# [Work item]
Scan the material below for every line with the string "crates", and copy those lines.

# [Records shown]

---

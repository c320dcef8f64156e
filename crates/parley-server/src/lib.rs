//! parley-server: HTTP front end that forwards chat messages to a hosted
//! language model.
//!
//! One route, `POST /api/chat`. Callers that send no session id share a
//! single conversation; callers that do get their own.

pub mod chat;
pub mod error;
pub mod logging;
pub mod protocol;
pub mod registry;

use std::sync::Arc;

use axum::routing::post;
use axum::Router;
use parley_ai::AiClient;
use tower_http::cors::{Any, CorsLayer};
use tower_http::trace::TraceLayer;

pub use error::{AppError, AppResult};
pub use registry::{SessionHandle, SessionRegistry};

/// Shared application state passed to the handler.
#[derive(Clone)]
pub struct AppState {
    pub client: Arc<dyn AiClient>,
    pub sessions: SessionRegistry,
}

impl AppState {
    pub fn new(client: Arc<dyn AiClient>, sessions: SessionRegistry) -> Self {
        Self { client, sessions }
    }
}

/// Build the router with CORS open to every origin.
pub fn router(state: AppState) -> Router {
    let cors = CorsLayer::new()
        .allow_origin(Any)
        .allow_methods(Any)
        .allow_headers(Any);

    Router::new()
        .route("/api/chat", post(chat::chat))
        .layer(TraceLayer::new_for_http())
        .layer(cors)
        .with_state(state)
}
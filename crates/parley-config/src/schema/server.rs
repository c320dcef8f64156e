use serde::{Deserialize, Serialize};

/// HTTP listener configuration.
#[derive(Debug, Clone, Serialize, Deserialize)]
#[serde(default)]
pub struct ServerConfig {
    /// Interface to bind. `0.0.0.0` makes the service reachable from phones
    /// on the same network.
    pub host: String,
    pub port: u16,
}

impl ServerConfig {
    /// `host:port` string suitable for `TcpListener::bind`.
    pub fn bind_addr(&self) -> String {
        format!("{}:{}", self.host, self.port)
    }
}

impl Default for ServerConfig {
    fn default() -> Self {
        Self {
            host: "0.0.0.0".into(),
            port: 5001,
        }
    }
}
//! Async chat method for Session.

use tracing::debug;

use crate::{AiClient, AiError, Message};

use super::manager::Session;

impl Session {
    /// Send a user message and return the assistant's reply.
    ///
    /// The turn is appended to the history only when the provider call
    /// succeeds; on error the history is left untouched.
    pub async fn chat(
        &mut self,
        client: &dyn AiClient,
        user_message: impl Into<String>,
    ) -> Result<String, AiError> {
        let pending = Message::user(user_message);
        let messages = self.build_messages(&pending);

        let response = client.send_message(&messages).await?;
        if response.content.is_empty() {
            return Err(AiError::ParseError("empty reply from provider".to_string()));
        }

        self.commit(pending, &response.content, &response.usage);
        debug!(
            provider = client.provider(),
            turns = self.turn_count(),
            calls = self.tracker.call_count(),
            input_tokens = response.usage.input_tokens,
            output_tokens = response.usage.output_tokens,
            session_tokens = self.tracker.total_tokens(),
            "Turn committed"
        );

        Ok(response.content)
    }
}
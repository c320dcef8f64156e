//! TOML config file loading and creation.

mod loader;
mod paths;
mod template;


pub use loader::{load_default, load_from_path};
pub use paths::{create_default_config, default_config_path};
//! Configuration schema types for Parley.
//!
//! All structs use `serde(default)` so partial configs work correctly.
//! Missing fields are filled with the defaults the service ships with.

mod provider;
mod server;
mod sessions;
mod system;

pub use provider::*;
pub use server::*;
pub use sessions::*;
pub use system::*;

use serde::{Deserialize, Serialize};

/// Root configuration for Parley.
///
/// Only override what you want to change.
#[derive(Debug, Clone, Serialize, Deserialize)]
#[serde(default)]
#[derive(Default)]
pub struct ParleyConfig {
    pub server: ServerConfig,
    pub provider: ProviderConfig,
    pub sessions: SessionsConfig,
    pub logging: LoggingConfig,
}
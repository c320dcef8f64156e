//! Log subscriber setup.
//!
//! The subscriber is installed before the config file is read, so the
//! loader's own messages are not lost. The `[logging] level` setting is
//! applied afterwards through a reload handle, unless `RUST_LOG` or
//! `--log-level` already chose the filter.

use parley_config::LogLevel;
use tracing::Subscriber;
use tracing_subscriber::fmt::MakeWriter;
use tracing_subscriber::layer::SubscriberExt;
use tracing_subscriber::{reload, EnvFilter, Registry};

/// Filter used until the config file has been read.
const DEFAULT_DIRECTIVE: &str = "parley=info";

/// Handle for replacing the filter once the config is known.
pub struct LogLevelHandle {
    handle: reload::Handle<EnvFilter, Registry>,
    /// Set when the filter came from `RUST_LOG` or the command line.
    pinned: bool,
}

impl LogLevelHandle {
    /// Switch to the configured level. No-op when the filter is pinned.
    pub fn apply_config(&self, level: LogLevel) {
        if self.pinned {
            return;
        }
        if let Err(e) = self.handle.reload(EnvFilter::new(level.directive())) {
            tracing::warn!(error = %e, "failed to apply configured log level");
        }
    }
}

/// Build the subscriber. `RUST_LOG` wins, then the CLI directive; either
/// one pins the filter. Directives that fail to parse are skipped.
pub fn subscriber<W>(
    env_directive: Option<String>,
    cli_directive: Option<&str>,
    writer: W,
) -> (impl Subscriber + Send + Sync + 'static, LogLevelHandle)
where
    W: for<'w> MakeWriter<'w> + Send + Sync + 'static,
{
    let pinned = env_directive
        .as_deref()
        .and_then(|d| EnvFilter::try_new(d).ok())
        .or_else(|| cli_directive.and_then(|d| EnvFilter::try_new(d).ok()));

    let (filter, pinned) = match pinned {
        Some(filter) => (filter, true),
        None => (EnvFilter::new(DEFAULT_DIRECTIVE), false),
    };

    let (filter, handle) = reload::Layer::new(filter);
    let subscriber = tracing_subscriber::registry()
        .with(filter)
        .with(tracing_subscriber::fmt::layer().with_writer(writer));

    (subscriber, LogLevelHandle { handle, pinned })
}
//! Conversation session management.
//!
//! A `Session` holds the conversation history and commits one turn per
//! successful provider round trip.

mod chat;
mod manager;

pub use manager::Session;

---

# [Completed exercise]
filename crates/parley-server/src/lib.rs
filename crates/parley-config/src/schema/server.rs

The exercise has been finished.